Price increases ‘not standing in the way of demand’: BlackRock

Price increases ‘not standing in the way of demand’: BlackRock

Consumer spending remains strong despite decades-high price increases in December shown by the latest Consumer Price Index report.

“[December’s] inflation report continued to reinforce the theme that gaudy price gains are not standing in the way of demand,” Rick Rieder, BlackRock’s chief investment officer of global fixed income and head of the BlackRock Global Allocation Investment Team, said in a statement following the release of the CPI report.

“Remarkably, though,” he added, “Demand is showing very little let-up despite these prices staying sticky high, with the rapid transmission of the Omicron variant of the virus making a return to normalcy a more extended process.”
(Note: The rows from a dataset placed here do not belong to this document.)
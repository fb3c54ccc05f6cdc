//! Caller-facing facade over the lifecycle core.
//!
//! The service checks authorization and payment gates, runs the pure
//! transition policy, persists the result and keeps the query cache
//! coherent. Every collaborator call runs under the configured timeout.

use std::sync::Arc;
use std::time::Duration;

use chrono::{SubsecRound, Utc};
use tracing::Instrument;

use crate::application::{
    Actor, ApplicationFilter, ApplicationPatch, ApplicationRecord, ApplicationStatus,
    PaymentStatus, PaymentTerms,
};
use crate::bulk::{
    call_with_timeout, commit_status_change, BulkCoordinator, BulkOperation, BulkResult,
    EmailIntent, MAX_STATUS_ATTEMPTS,
};
use crate::cache::QueryCache;
use crate::collab::{Authorization, CollaboratorError, Notifier, PaymentGate, RecordStore};
use crate::config::EngineConfig;
use crate::error::LifecycleError;
use crate::export;
use crate::pipeline::{self, PipelineView};
use crate::stats::{self, StatsSnapshot};

/// The external systems a service talks to.
#[derive(Clone)]
pub struct Collaborators {
    pub store: Arc<dyn RecordStore>,
    pub authorization: Arc<dyn Authorization>,
    pub notifier: Arc<dyn Notifier>,
    pub payments: Arc<dyn PaymentGate>,
}

pub struct ApplicationService {
    store: Arc<dyn RecordStore>,
    authorization: Arc<dyn Authorization>,
    payments: Arc<dyn PaymentGate>,
    bulk: BulkCoordinator,
    cache: Option<QueryCache>,
    timeout: Duration,
}

impl ApplicationService {
    pub fn new(collaborators: Collaborators, config: &EngineConfig) -> Self {
        let cache = if config.cache_enabled() {
            Some(QueryCache::new(
                config.cache_capacity,
                Duration::from_secs(config.cache_ttl_secs),
            ))
        } else {
            None
        };

        Self {
            bulk: BulkCoordinator::new(
                Arc::clone(&collaborators.store),
                collaborators.notifier,
                config.bulk_settings(),
            ),
            store: collaborators.store,
            authorization: collaborators.authorization,
            payments: collaborators.payments,
            cache,
            timeout: config.collaborator_timeout(),
        }
    }

    /// Replaces the memoization cache, or disables it with `None`.
    pub fn with_cache(mut self, cache: Option<QueryCache>) -> Self {
        self.cache = cache;
        self
    }

    fn require_admin(&self, actor: &Actor) -> Result<(), LifecycleError> {
        if self.authorization.can_administer(actor) {
            Ok(())
        } else {
            tracing::warn!(actor = %actor.id, "Rejected admin operation");
            Err(LifecycleError::Unauthorized(actor.id.clone()))
        }
    }

    fn invalidate(&self) {
        if let Some(ref cache) = self.cache {
            cache.invalidate_all();
        }
    }

    async fn load(&self, id: &str) -> Result<ApplicationRecord, LifecycleError> {
        call_with_timeout(self.timeout, self.store.get(id))
            .await?
            .ok_or_else(|| LifecycleError::NotFound(id.to_string()))
    }

    /// Creates an application of `actor` to `job_id`.
    ///
    /// Jobs with `payment` terms require the payment gate to confirm the
    /// applicant paid. Re-applying to the same job fails with
    /// `DuplicateApplication`.
    pub async fn apply(
        &self,
        actor: &Actor,
        job_id: &str,
        payment: Option<&PaymentTerms>,
    ) -> Result<ApplicationRecord, LifecycleError> {
        let span = tracing::info_span!("apply", user = %actor.id, job = %job_id);
        async {
            let existing = call_with_timeout(
                self.timeout,
                self.store.find_by_user_and_job(&actor.id, job_id),
            )
            .await?;
            if existing.is_some() {
                return Err(LifecycleError::DuplicateApplication {
                    user_id: actor.id.clone(),
                    job_id: job_id.to_string(),
                });
            }

            let mut record = ApplicationRecord::new(&actor.id, job_id, Utc::now().trunc_subsecs(6));
            if let Some(terms) = payment {
                let paid =
                    call_with_timeout(self.timeout, self.payments.has_paid(&actor.id, job_id))
                        .await?;
                if !paid {
                    return Err(LifecycleError::PaymentRequired {
                        user_id: actor.id.clone(),
                        job_id: job_id.to_string(),
                    });
                }
                record = record.with_payment(terms, PaymentStatus::Completed);
            }
            record.validate()?;

            let created = call_with_timeout(self.timeout, self.store.insert(&record)).await?;
            self.invalidate();
            tracing::info!(application_id = %created.id, "Application created");
            Ok::<_, LifecycleError>(created)
        }
        .instrument(span)
        .await
    }

    /// Moves one application to `target`. Admin only.
    pub async fn change_status(
        &self,
        actor: &Actor,
        id: &str,
        target: ApplicationStatus,
    ) -> Result<ApplicationRecord, LifecycleError> {
        let span = tracing::info_span!("change_status", application_id = %id, to = %target);
        async {
            self.require_admin(actor)?;
            let record = self.load(id).await?;
            let updated =
                commit_status_change(self.store.as_ref(), self.timeout, record, target, actor)
                    .await?;
            self.invalidate();
            Ok::<_, LifecycleError>(updated)
        }
        .instrument(span)
        .await
    }

    /// Records that the applicant submitted their assignment.
    ///
    /// Allowed for the applicant who owns the record and for admins. The
    /// pipeline status is left alone.
    pub async fn complete_assignment(
        &self,
        actor: &Actor,
        id: &str,
    ) -> Result<ApplicationRecord, LifecycleError> {
        let mut record = self.load(id).await?;
        if record.user_id != actor.id {
            self.require_admin(actor)?;
        }

        for _ in 0..MAX_STATUS_ATTEMPTS {
            if record.is_terminal() {
                return Err(LifecycleError::AlreadyTerminal(record.id));
            }

            // Guarded on the status just read so a concurrent rejection wins.
            let patch = ApplicationPatch {
                expected_status: Some(record.status),
                ..ApplicationPatch::assignment_completed(next_timestamp(&record))
            };
            match tokio::time::timeout(self.timeout, self.store.update(id, &patch)).await {
                Err(_) => return Err(LifecycleError::Timeout),
                Ok(Ok(updated)) => {
                    self.invalidate();
                    tracing::info!(application_id = %id, "Assignment completed");
                    return Ok(updated);
                }
                Ok(Err(CollaboratorError::Conflict { .. })) => record = self.load(id).await?,
                Ok(Err(e)) => return Err(e.into()),
            }
        }

        Err(LifecycleError::Collaborator(format!(
            "application '{}' kept changing while completing its assignment",
            id
        )))
    }

    /// Records a payment status reported by the payment provider. Admin only.
    pub async fn set_payment_status(
        &self,
        actor: &Actor,
        id: &str,
        status: PaymentStatus,
    ) -> Result<ApplicationRecord, LifecycleError> {
        self.require_admin(actor)?;
        let record = self.load(id).await?;
        if !record.payment_required {
            return Err(LifecycleError::InvalidRecord(format!(
                "application '{}' does not require payment",
                id
            )));
        }

        let patch = ApplicationPatch::payment(status, next_timestamp(&record));
        let updated = call_with_timeout(self.timeout, self.store.update(id, &patch)).await?;
        self.invalidate();
        Ok(updated)
    }

    /// Applies one status change to many applications. Admin only.
    pub async fn bulk_change_status(
        &self,
        actor: &Actor,
        ids: &[String],
        target: ApplicationStatus,
    ) -> Result<BulkResult, LifecycleError> {
        self.require_admin(actor)?;
        let result = self
            .bulk
            .apply_bulk(ids, &BulkOperation::StatusChange(target), actor)
            .await;
        if !result.succeeded.is_empty() {
            self.invalidate();
        }
        Ok(result)
    }

    /// Emails the applicants behind `ids`. Admin only.
    pub async fn bulk_email(
        &self,
        actor: &Actor,
        ids: &[String],
        intent: EmailIntent,
    ) -> Result<BulkResult, LifecycleError> {
        self.require_admin(actor)?;
        Ok(self
            .bulk
            .apply_bulk(ids, &BulkOperation::Email(intent), actor)
            .await)
    }

    pub async fn get(&self, id: &str) -> Result<ApplicationRecord, LifecycleError> {
        self.load(id).await
    }

    /// Lists records matching `filter`, served from the cache when possible.
    pub async fn list(
        &self,
        filter: &ApplicationFilter,
    ) -> Result<Arc<Vec<ApplicationRecord>>, LifecycleError> {
        let Some(ref cache) = self.cache else {
            let records = call_with_timeout(self.timeout, self.store.fetch(filter)).await?;
            return Ok(Arc::new(records));
        };

        if let Some(hit) = cache.get(filter) {
            return Ok(hit);
        }
        let generation = cache.generation();
        let records = call_with_timeout(self.timeout, self.store.fetch(filter)).await?;
        Ok(cache.insert_if_current(filter, records, generation))
    }

    pub async fn stats(&self, filter: &ApplicationFilter) -> Result<StatsSnapshot, LifecycleError> {
        let records = self.list(filter).await?;
        Ok(stats::aggregate(&records))
    }

    pub async fn pipeline(&self, filter: &ApplicationFilter) -> Result<PipelineView, LifecycleError> {
        let records = self.list(filter).await?;
        Ok(pipeline::project(&records))
    }

    pub async fn export_csv(&self, filter: &ApplicationFilter) -> Result<String, LifecycleError> {
        let records = self.list(filter).await?;
        Ok(export::to_csv(&records))
    }
}

/// Wall-clock timestamp for a non-status mutation, kept after the record's
/// last update.
fn next_timestamp(record: &ApplicationRecord) -> chrono::DateTime<Utc> {
    let now = Utc::now().trunc_subsecs(6);
    if now > record.updated_at {
        now
    } else {
        record.updated_at + chrono::TimeDelta::microseconds(1)
    }
}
The CPI rose 7% from the previous year in December, while the core CPI (measuring price increases excluding the volatile food and gas prices) rose 5.5%. The increase marked the CPI’s biggest monthly increase since 1982.

Still, in some sectors, consumer demand continues to climb undeterred. U.S. grocery stores are facing high demand and higher costs, in what Stew Leonard’s CEO Stew Leonard Jr told Fox News was a “perfect storm” for supermarkets.

The Federal Reserve has been at the center of the inflation concerns. The FOMC’s November meeting minutes revealed that the Fed projects that three rate hikes will occur in 2022. On Tuesday, Federal Reserve Chairman Jerome Powell further reinforced the notion of a more hawkish Fed policy for the coming year.

U.S. Federal Reserve Board Chairman Jerome Powell speaks during his re-nominations hearing of the Senate Banking, Housing and Urban Affairs Committee on Capitol Hill, in Washington, U.S., January 11, 2022. Brendan Smialowski/Pool via REUTERS

The Fed announced they would accelerate the tapering of COVID-era bond purchasing back in November in order to cool inflationary pressure on the economy.

BlackRock’s Reider warned that too much quantitative tightening could hurt the economy.

“We think the Fed will raise rates shortly (probably in March) after ending QE, but we think that the draining of liquidity should only be initially designed to target the excess reserves recently created,” he said. “In our view, it would be a mistake to go significantly deeper at this point, as the pressure on the growth, employment, and financial markets can react in a more extreme manner than required to bring down inflation, which is likely evolving toward a lower trajectory in the coming months anyway.”